**Exercise requirements**
From the entries below, pull out each line where "Result" appears.

**Stored data**

*** Begin section ***

//! Stochastic gradient descent for single-output linear regression.
//!
//! Minimizes `½(w·x + b - y)² + ½·alpha·|w|²` one sample at a time, the
//! same objective scikit-learn's `SGDRegressor` uses with its defaults.

use hashi_core::{HashiError, Result};
use serde::{Deserialize, Serialize};

/// Step-size schedule.
#[derive(Debug, Clone, Copy, PartialEq, Serialize, Deserialize)]
#[serde(rename_all = "snake_case")]
pub enum LearningRate {
    /// `eta = eta0` for every update.
    Constant,
    /// `eta = eta0 / t^power_t`, where `t` counts updates from 1.
    InvScaling { power_t: f64 },
}

impl LearningRate {
    fn eta(self, eta0: f64, t: u64) -> f64 {
        match self {
            Self::Constant => eta0,
            Self::InvScaling { power_t } => eta0 / (t as f64).powf(power_t),
        }
    }
}

impl Default for LearningRate {
    fn default() -> Self {
        Self::InvScaling { power_t: 0.25 }
    }
}

/// Hyperparameters for [`SgdRegressor`].
#[derive(Debug, Clone, PartialEq, Serialize, Deserialize)]
#[serde(default)]
pub struct SgdConfig {
    /// L2 penalty strength.
    pub alpha: f64,
    /// Initial learning rate.
    pub eta0: f64,
    pub learning_rate: LearningRate,
    /// Upper bound on passes over the data.
    pub max_epochs: usize,
    /// Minimum drop in epoch loss that counts as progress.
    pub tol: f64,
    /// Consecutive epochs without progress before stopping.
    pub n_iter_no_change: usize,
    /// Learn a bias term. It is used during fitting only and never becomes
    /// part of the coefficient vector.
    pub fit_intercept: bool,
    /// Visit samples in a fresh random order each epoch.
    pub shuffle: bool,
    /// Base seed for the shuffling generator.
    pub seed: u64,
}

impl Default for SgdConfig {
    fn default() -> Self {
        Self {
            alpha: 1e-4,
            eta0: 0.01,
            learning_rate: LearningRate::default(),
            max_epochs: 1000,
            tol: 1e-3,
            n_iter_no_change: 5,
            fit_intercept: false,
            shuffle: true,
            seed: 42,
        }
    }
}

impl SgdConfig {
    pub fn new() -> Self {
        Self::default()
    }

    pub fn with_alpha(mut self, alpha: f64) -> Self {
        self.alpha = alpha.max(0.0);
        self
    }

    pub fn with_eta0(mut self, eta0: f64) -> Self {
        self.eta0 = eta0.max(f64::MIN_POSITIVE);
        self
    }

    pub fn with_learning_rate(mut self, learning_rate: LearningRate) -> Self {
        self.learning_rate = learning_rate;
        self
    }

    pub fn with_max_epochs(mut self, max_epochs: usize) -> Self {
        self.max_epochs = max_epochs.max(1);
        self
    }

    pub fn with_tol(mut self, tol: f64) -> Self {
        self.tol = tol.max(0.0);
        self
    }

    pub fn with_n_iter_no_change(mut self, n: usize) -> Self {
        self.n_iter_no_change = n.max(1);
        self
    }

    pub fn with_intercept(mut self, enabled: bool) -> Self {
        self.fit_intercept = enabled;
        self
    }

    pub fn with_shuffle(mut self, enabled: bool) -> Self {
        self.shuffle = enabled;
        self
    }

    pub fn with_seed(mut self, seed: u64) -> Self {
        self.seed = seed;
        self
    }

    /// Checks values that bypassed the builders, e.g. loaded from JSON.
    ///
    /// # Errors
    /// [`HashiError::Data`] naming the first field that is out of range.
    pub fn validate(&self) -> Result<()> {
        let invalid = |field: &str, value: String| {
            Err(HashiError::Data(format!("invalid SGD setting {field} = {value}")))
        };
        if !(self.eta0.is_finite() && self.eta0 > 0.0) {
            return invalid("eta0", self.eta0.to_string());
        }
        if !(self.alpha.is_finite() && self.alpha >= 0.0) {
            return invalid("alpha", self.alpha.to_string());
        }
        if !(self.tol.is_finite() && self.tol >= 0.0) {
            return invalid("tol", self.tol.to_string());
        }
        if self.max_epochs == 0 {
            return invalid("max_epochs", "0".into());
        }
        if self.n_iter_no_change == 0 {
            return invalid("n_iter_no_change", "0".into());
        }
        if let LearningRate::InvScaling { power_t } = self.learning_rate {
            if !(power_t.is_finite() && power_t >= 0.0) {
                return invalid("power_t", power_t.to_string());
            }
        }
        Ok(())
    }
}

/// Outcome of one regression.
#[derive(Debug, Clone, PartialEq)]
pub struct SgdFit {
    /// One coefficient per input feature.
    pub coef: Vec<f32>,
    /// Learned bias, `0.0` unless the intercept is enabled.
    pub intercept: f32,
    /// Epochs actually run.
    pub epochs: usize,
    /// Mean squared-error loss (halved) over the last epoch.
    pub loss: f64,
}

/// Linear regressor trained by plain per-sample SGD.
#[derive(Debug, Clone, Default)]
pub struct SgdRegressor {
    config: SgdConfig,
}

impl SgdRegressor {
    pub fn new(config: SgdConfig) -> Self {
        Self { config }
    }

    pub fn config(&self) -> &SgdConfig {
        &self.config
    }

    /// Fits `y ≈ X·w (+ b)`.
    ///
    /// `x` is row-major with `n_features` columns and one row per entry of
    /// `y`. `seed` drives the sample order; equal seeds give equal fits.
    ///
    /// # Errors
    /// - [`HashiError::Data`] on empty input, an invalid configuration, or
    ///   a non-finite epoch loss.
    /// - [`HashiError::Dimension`] if `x` does not hold `y.len()` rows of
    ///   `n_features` values.
    pub fn fit(&self, x: &[f32], n_features: usize, y: &[f32], seed: u64) -> Result<SgdFit> {
        let n_samples = y.len();
        if n_samples == 0 {
            return Err(HashiError::Data("cannot fit a regression on zero samples".into()));
        }
        if n_features == 0 {
            return Err(HashiError::dimension("regression features", 1, 0));
        }
        self.config.validate()?;
        if x.len() != n_samples * n_features {
            return Err(HashiError::dimension(
                "regression design matrix",
                n_samples * n_features,
                x.len(),
            ));
        }

        let cfg = &self.config;
        let mut rng = oorandom::Rand64::new(u128::from(seed));
        let mut order: Vec<usize> = (0..n_samples).collect();

        let mut w = vec![0.0f64; n_features];
        let mut b = 0.0f64;
        let mut t: u64 = 1;

        let mut best_loss = f64::INFINITY;
        let mut no_improvement = 0usize;
        let mut epochs = 0usize;
        let mut loss = f64::INFINITY;

        for epoch in 0..cfg.max_epochs {
            if cfg.shuffle {
                for i in (1..order.len()).rev() {
                    let j = rng.rand_range(0..(i as u64 + 1)) as usize;
                    order.swap(i, j);
                }
            }

            let mut sum_loss = 0.0f64;
            for &i in &order {
                let row = &x[i * n_features..(i + 1) * n_features];
                let prediction = w
                    .iter()
                    .zip(row)
                    .map(|(wk, &xk)| wk * f64::from(xk))
                    .sum::<f64>()
                    + b;
                let err = prediction - f64::from(y[i]);
                sum_loss += 0.5 * err * err;

                let eta = cfg.learning_rate.eta(cfg.eta0, t);
                let decay = (1.0 - eta * cfg.alpha).max(0.0);
                let step = eta * err;
                for (wk, &xk) in w.iter_mut().zip(row) {
                    *wk = *wk * decay - step * f64::from(xk);
                }
                if cfg.fit_intercept {
                    b -= step;
                }
                t += 1;
            }

            epochs = epoch + 1;
            loss = sum_loss / n_samples as f64;
            if !loss.is_finite() {
                return Err(HashiError::Data(format!(
                    "regression diverged at epoch {epochs}; lower the learning rate"
                )));
            }

            if loss > best_loss - cfg.tol {
                no_improvement += 1;
            } else {
                no_improvement = 0;
            }
            best_loss = best_loss.min(loss);

            if no_improvement >= cfg.n_iter_no_change {
                break;
            }
        }

        Ok(SgdFit {
            coef: w.into_iter().map(|v| v as f32).collect(),
            intercept: b as f32,
            epochs,
            loss,
        })
    }
}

*** End section ***

**Solved exercise**
use hashi_core::{HashiError, Result};
    pub fn validate(&self) -> Result<()> {
    pub fn fit(&self, x: &[f32], n_features: usize, y: &[f32], seed: u64) -> Result<SgdFit> {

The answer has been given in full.